Chinese American Death Rituals
Title | Chinese American Death Rituals PDF eBook |
Author | Sue Fawn Chung |
Publisher | Rowman Altamira |
Pages | 324 |
Release | 2005 |
Genre | History |
ISBN | 9780759107342 |
They have looked to individual beliefs, customs, religion, and environment for this resolution. This volume expertly describes and analyzes cultural retention and transformation in the after-death rituals of Chinese American communities."--Jacket.
Theater of the Dead
Title | Theater of the Dead PDF eBook |
Author | Jeehee Hong |
Publisher | University of Hawaii Press |
Pages | 249 |
Release | 2016-05-31 |
Genre | History |
ISBN | 082485540X |
In eleventh-century China, both the living and the dead were treated to theatrical spectacles. Chambers designed for the deceased were ornamented with actors and theaters sculpted in stone, molded in clay, rendered in paint. Notably, the tombs were not commissioned for the scholars and officials who dominate the historical record of China but affluent farmers, merchants, clerics—people whose lives and deaths largely went unrecorded. Why did these elites furnish their burial chambers with vivid representations of actors and theatrical performances? Why did they pursue such distinctive tomb-making? In Theater of the Dead, Jeehee Hong maintains that the production and placement of these tomb images shed light on complex intersections of the visual, mortuary, and everyday worlds of China at the dawn of the second millennium. Assembling recent archaeological evidence and previously overlooked historical sources, Hong explores new elements in the cultural and religious lives of middle-period Chinese. Rather than treat theatrical tomb images as visual documents of early theater, she calls attention to two largely ignored and interlinked aspects: their complex visual forms and their symbolic roles in the mortuary context in which they were created and used. She introduces carefully selected examples that show visual and conceptual novelty in engendering and engaging dimensions of space within and beyond the tomb in specifically theatrical terms. These reveal surprising insights into the intricate relationship between the living and the dead. The overarching sense of theatricality conveys a densely socialized vision of death. Unlike earlier modes of representation in funerary art, which favored cosmological or ritual motifs and maintained a clear dichotomy between the two worlds, these visual practices show a growing interest in conceptualizing the sphere of the dead within the existing social framework. By materializing a “social turn,” this remarkable phenomenon constitutes a tangible symptom of middle-period Chinese attempting to socialize the sacred realm. Theater of the Dead is an original work that will contribute to bridging core issues in visual culture, history, religion, and drama and theater studies.

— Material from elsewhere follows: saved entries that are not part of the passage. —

//! Request field validation
//!
//! Runs before any cluster call is made.

use std::num::NonZeroU32;
use std::sync::LazyLock;

use regex::Regex;
use stackpress_common::Error;

/// Kubernetes limit for a namespace (DNS-1123 label)
pub const MAX_NAMESPACE_LENGTH: usize = 63;

static DNS_LABEL_REGEX: LazyLock<Result<Regex, regex::Error>> =
    LazyLock::new(|| Regex::new(r"^[a-z0-9]([-a-z0-9]*[a-z0-9])?$"));

static PREFIX_REGEX: LazyLock<Result<Regex, regex::Error>> =
    LazyLock::new(|| Regex::new(r"^[a-z][-a-z0-9]*$"));

/// Validation result type
pub type ValidationResult<T> = Result<T, Error>;

fn is_match(pattern: &LazyLock<Result<Regex, regex::Error>>, value: &str) -> ValidationResult<bool> {
    match &**pattern {
        Ok(re) => Ok(re.is_match(value)),
        Err(e) => Err(Error::System(format!("invalid validation pattern: {}", e))),
    }
}

/// Namespace must be present and a DNS-1123 label
pub fn validate_namespace(namespace: &str) -> ValidationResult<()> {
    if namespace.is_empty() {
        return Err(Error::Validation("namespace is required".to_string()));
    }

    if namespace.len() > MAX_NAMESPACE_LENGTH {
        return Err(Error::Validation(format!(
            "namespace too long (max {} characters)",
            MAX_NAMESPACE_LENGTH
        )));
    }

    if !is_match(&DNS_LABEL_REGEX, namespace)? {
        return Err(Error::Validation(
            "namespace must consist of lowercase alphanumeric characters or '-', \
             and start and end with an alphanumeric character"
                .to_string(),
        ));
    }

    Ok(())
}

/// Deployment prefix charset check
///
/// Service names built from the prefix are DNS-1035 labels, so the prefix
/// must start with a letter. Length is not checked; long prefixes are
/// shortened when names are built.
pub fn validate_deployment_prefix(prefix: &str) -> ValidationResult<()> {
    if !is_match(&PREFIX_REGEX, prefix)? {
        return Err(Error::Validation(
            "deployment_name must consist of lowercase alphanumeric characters or '-', \
             and start with a letter"
                .to_string(),
        ));
    }

    Ok(())
}

/// Disk size in GB; absent or non-positive values fall back to `default`
pub fn disk_size_or_default(
    field: &str,
    value: Option<i64>,
    default: NonZeroU32,
) -> ValidationResult<NonZeroU32> {
    let Some(value) = value.filter(|v| *v > 0) else {
        return Ok(default);
    };

    if value > i64::from(i32::MAX) {
        return Err(Error::Validation(format!(
            "{} too large (maximum {} GB)",
            field,
            i32::MAX
        )));
    }

    u32::try_from(value)
        .ok()
        .and_then(NonZeroU32::new)
        .ok_or_else(|| Error::Validation(format!("{} is not a valid size", field)))
}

Buddhist Funeral Cultures of Southeast Asia and China
Title | Buddhist Funeral Cultures of Southeast Asia and China PDF eBook |
Author | Paul Williams |
Publisher | Cambridge University Press |
Pages | 311 |
Release | 2012-04-26 |
Genre | Religion |
ISBN | 1107003881 |
Death rituals and Buddhist imagery of the afterlife have been central to the development and spread of Buddhism as a social and textual tradition. Bringing together ethnographic, historical and theoretically informed accounts, the book presents in-depth studies of the Buddhist funeral cultures of mainland Southeast Asia and China.